If $X \sim \mathcal{U}(a,b)$ (where $\mathcal{U}$ denotes the continuous uniform distribution), then $f(x) = \mathbb{I}_{(a,b)}/(b-a)$ and $$ \mathbb{E}[X] = \int_a^b \frac{x\ dx}{b-a} = \frac{1}{b-a} \frac{b^2-a^2}{2} = \frac{b+a}{2}, $$ where the last step uses $b^2-a^2 = (b-a)(b+a)$.

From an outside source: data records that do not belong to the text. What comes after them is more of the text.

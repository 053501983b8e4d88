//! Memory layout: region headers and the size arithmetic derived from a
//! [`Settings`].
//!
//! Every region the heap obtains from its page source (chunk, big block, or
//! direct mapping) is aligned to the chunk size, so the region owning any
//! pointer is found by masking off the low bits. The first word of every
//! region is a marker naming which header follows.

use core::{
  mem::size_of,
  ptr::NonNull,
  sync::atomic::{AtomicI32, AtomicU32},
};

use crate::{
  config::{MAX_BLOCKS_PER_CHUNK, Settings},
  pages::{PAGE_SIZE, align_up},
};

// =============================================================================
// Region headers
// =============================================================================

const CHUNK_MARKER: u32 = 0x4B4E_4843; // "CHNK"
const BIG_MARKER: u32 = 0x4247_4942; // "BIGB"
const MAPPED_MARKER: u32 = 0x5041_4D4D; // "MMAP"

/// What kind of header sits at the start of a region.
#[derive(Clone, Copy, PartialEq, Eq, Debug)]
pub(crate) enum RegionKind {
  Chunk,
  Big,
  Mapped,
}

impl RegionKind {
  pub(crate) const fn marker(self) -> u32 {
    match self {
      RegionKind::Chunk => CHUNK_MARKER,
      RegionKind::Big => BIG_MARKER,
      RegionKind::Mapped => MAPPED_MARKER,
    }
  }

  pub(crate) const fn from_marker(marker: u32) -> Option<Self> {
    match marker {
      CHUNK_MARKER => Some(RegionKind::Chunk),
      BIG_MARKER => Some(RegionKind::Big),
      MAPPED_MARKER => Some(RegionKind::Mapped),
      _ => None,
    }
  }
}

/// Per-block bookkeeping, stored in the owning chunk's header.
#[repr(C)]
pub(crate) struct BlockHeader {
  /// Live allocations in the block, plus one while an arena holds it.
  pub(crate) refs: AtomicI32,
  /// Next free position, in allocation units from the block base.
  pub(crate) pos: AtomicU32,
}

#[repr(C)]
pub(crate) struct ChunkHeader {
  pub(crate) marker: u32,
  /// Blocks of this chunk currently claimed (not idle in the free list).
  pub(crate) refs: AtomicI32,
  pub(crate) blocks: [BlockHeader; MAX_BLOCKS_PER_CHUNK],
}

#[repr(C)]
pub(crate) struct BigHeader {
  pub(crate) marker: u32,
  /// Live slices, plus one while the big slot holds it.
  pub(crate) refs: AtomicI32,
  pub(crate) pos: AtomicU32,
}

/// Header of a direct mapping.
#[repr(C)]
pub(crate) struct MappedHeader {
  pub(crate) marker: u32,
  pub(crate) pages: u32,
  /// Bytes from the region start to the caller's pointer. Always below the
  /// chunk size, so the pointer masks back to this header.
  pub(crate) offset: u32,
}

const _: () = assert!(size_of::<MappedHeader>() <= 16);
const _: () = assert!(size_of::<BigHeader>() <= size_of::<ChunkHeader>());

/// A resolved region, tagged by its header kind.
#[derive(Clone, Copy, PartialEq, Eq, Debug)]
pub(crate) enum Region {
  Chunk(NonNull<ChunkHeader>),
  Big(NonNull<BigHeader>),
  Mapped(NonNull<MappedHeader>),
}

// =============================================================================
// Geometry
// =============================================================================

/// Sizes and limits shared by every tier of one heap.
#[derive(Clone, Copy, Debug)]
pub(crate) struct Geometry {
  pub(crate) unit_log: u32,
  pub(crate) chunk_log: u32,
  pub(crate) block_log: u32,
  pub(crate) blocks_per_chunk: usize,
  /// First usable position of every block, past the chunk header.
  pub(crate) block_start: u32,
  pub(crate) units_per_block: u32,
  /// First usable position of a big block.
  pub(crate) big_start: u32,
  pub(crate) units_per_chunk: u32,
  /// Largest request served from a block.
  pub(crate) block_limit: usize,
  /// Largest request served from the big block; equals `block_limit` when
  /// the big tier is disabled.
  pub(crate) big_limit: usize,
  /// Smallest data offset of a direct mapping: the header rounded up to a
  /// whole unit.
  pub(crate) mapped_start: usize,
}

impl Geometry {
  pub(crate) fn new(settings: &Settings) -> Self {
    let unit_log = settings.alignment_log as u32;
    let chunk_log = settings.chunk_log as u32;
    let block_log = chunk_log - settings.blocks_log as u32;
    let unit = 1usize << unit_log;
    let block_size = 1usize << block_log;
    let chunk_size = 1usize << chunk_log;

    let block_start = (size_of::<ChunkHeader>().div_ceil(unit)) as u32;
    let units_per_block = (block_size >> unit_log) as u32;
    let usable = ((units_per_block - block_start) as usize) << unit_log;

    let shift = if settings.enable_big_alloc { 2 } else { 1 };
    let block_limit = (block_size >> shift).min(usable) & !(unit - 1);
    let big_limit = if settings.enable_big_alloc {
      (chunk_size >> 2).max(block_limit)
    } else {
      block_limit
    };

    Self {
      unit_log,
      chunk_log,
      block_log,
      blocks_per_chunk: 1 << settings.blocks_log,
      block_start,
      units_per_block,
      big_start: (size_of::<BigHeader>().div_ceil(unit)) as u32,
      units_per_chunk: (chunk_size >> unit_log) as u32,
      block_limit,
      big_limit,
      mapped_start: align_up(size_of::<MappedHeader>(), unit),
    }
  }

  #[inline]
  pub(crate) const fn unit(&self) -> usize {
    1 << self.unit_log
  }

  #[inline]
  pub(crate) const fn chunk_size(&self) -> usize {
    1 << self.chunk_log
  }

  #[inline]
  pub(crate) const fn block_size(&self) -> usize {
    1 << self.block_log
  }

  /// Pages of one chunk.
  #[inline]
  pub(crate) const fn chunk_pages(&self) -> usize {
    self.chunk_size() / PAGE_SIZE
  }

  /// `bytes` rounded up to whole allocation units, in units.
  #[inline]
  pub(crate) fn units_for(&self, bytes: usize) -> usize {
    bytes.div_ceil(self.unit())
  }

  #[inline]
  pub(crate) fn round_up(&self, bytes: usize) -> usize {
    align_up(bytes, self.unit())
  }

  /// Start of the chunk-aligned region containing `ptr`, if any.
  #[inline]
  pub(crate) fn region_base(&self, ptr: *const u8) -> Option<NonNull<u8>> {
    NonNull::new((ptr as usize & !(self.chunk_size() - 1)) as *mut u8)
  }

  /// Index of the block containing `ptr` inside its chunk.
  #[inline]
  pub(crate) fn block_index(&self, ptr: *const u8) -> usize {
    (ptr as usize & (self.chunk_size() - 1)) >> self.block_log
  }

  #[inline]
  pub(crate) fn block_base(&self, chunk: NonNull<ChunkHeader>, index: usize) -> *mut u8 {
    unsafe { chunk.as_ptr().cast::<u8>().add(index << self.block_log) }
  }

  /// Address `pos` units into block `index`.
  #[inline]
  pub(crate) fn block_ptr(&self, chunk: NonNull<ChunkHeader>, index: usize, pos: u32) -> *mut u8 {
    unsafe { self.block_base(chunk, index).add((pos as usize) << self.unit_log) }
  }

  /// Address `pos` units into a big block.
  #[inline]
  pub(crate) fn big_ptr(&self, big: NonNull<BigHeader>, pos: u32) -> *mut u8 {
    unsafe { big.as_ptr().cast::<u8>().add((pos as usize) << self.unit_log) }
  }

  /// Bytes between `ptr` and the end of the block holding it.
  #[inline]
  pub(crate) fn block_room(&self, ptr: *const u8) -> usize {
    self.block_size() - (ptr as usize & (self.block_size() - 1))
  }

  /// Bytes between `ptr` and the end of the chunk-sized region holding it.
  #[inline]
  pub(crate) fn chunk_room(&self, ptr: *const u8) -> usize {
    self.chunk_size() - (ptr as usize & (self.chunk_size() - 1))
  }

  /// Resolves the region owning `ptr` by masking and reading its marker.
  ///
  /// # Safety
  /// `ptr` must point into memory this heap handed out, or be small enough
  /// to mask to null.
  pub(crate) unsafe fn resolve(&self, ptr: *const u8) -> Option<Region> {
    let base = self.region_base(ptr)?;
    let marker = unsafe { base.cast::<u32>().as_ptr().read() };
    Some(match RegionKind::from_marker(marker)? {
      RegionKind::Chunk => Region::Chunk(base.cast()),
      RegionKind::Big => Region::Big(base.cast()),
      RegionKind::Mapped => Region::Mapped(base.cast()),
    })
  }
}

#[cfg(test)]
mod tests {
  use super::*;
  use crate::config::Config;

  fn geometry(cfg: Config) -> Geometry {
    Geometry::new(&cfg.validate().unwrap())
  }

  #[test]
  fn default_limits() {
    let g = geometry(Config::default());
    assert_eq!(g.chunk_size(), 4 << 20);
    assert_eq!(g.blocks_per_chunk, 8);
    assert_eq!(g.block_size(), 512 << 10);
    assert_eq!(g.block_limit, 128 << 10);
    assert_eq!(g.big_limit, 1 << 20);
    assert_eq!(g.units_per_block as usize, g.block_size() / 16);
    assert!(g.block_start as usize * 16 >= size_of::<ChunkHeader>());
    assert_eq!(g.mapped_start, 16);
  }

  #[test]
  fn big_tier_disabled_collapses_limits() {
    let g = geometry(Config {
      enable_big_alloc: false,
      ..Config::default()
    });
    assert_eq!(g.big_limit, g.block_limit);
    assert_eq!(g.block_limit, 256 << 10);
  }

  #[test]
  fn smallest_blocks_still_fit_their_limit() {
    for unit_log in 3..=10 {
      let g = geometry(Config {
        alignment_log: unit_log,
        system_allocation_size_log: 17,
        blocks_per_allocation_log: 5,
        ..Config::default()
      });
      let usable = (g.units_per_block - g.block_start) as usize * g.unit();
      assert!(g.block_limit <= usable, "unit_log {unit_log}");
      assert!(g.block_limit >= g.unit());
    }
  }

  #[test]
  fn masking() {
    let g = geometry(Config::default());
    let base = 0x4000_0000usize;
    let p = (base + 3 * g.block_size() + 48) as *const u8;
    assert_eq!(g.region_base(p).unwrap().as_ptr() as usize, base);
    assert_eq!(g.block_index(p), 3);
    assert_eq!(g.block_room(p), g.block_size() - 48);
    assert!(g.region_base(16 as *const u8).is_none());
  }

  #[test]
  fn markers_round_trip_through_kind() {
    for kind in [RegionKind::Chunk, RegionKind::Big, RegionKind::Mapped] {
      assert_eq!(RegionKind::from_marker(kind.marker()), Some(kind));
    }
    assert_eq!(RegionKind::from_marker(0), None);
  }
}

Further, $$ \mathbb{E}[X^2] = \int_a^b \frac{x^2\ dx}{b-a} = \frac{1}{b-a} \frac{b^3-a^3}{3} = \frac{b^2+ab+a^2}{3}, $$ hence $$ \mathrm{Var}\ X = \mathbb{E}[X^2] - (\mathbb{E}[X])^2 $$ Can you plug in and finish the arithmetic?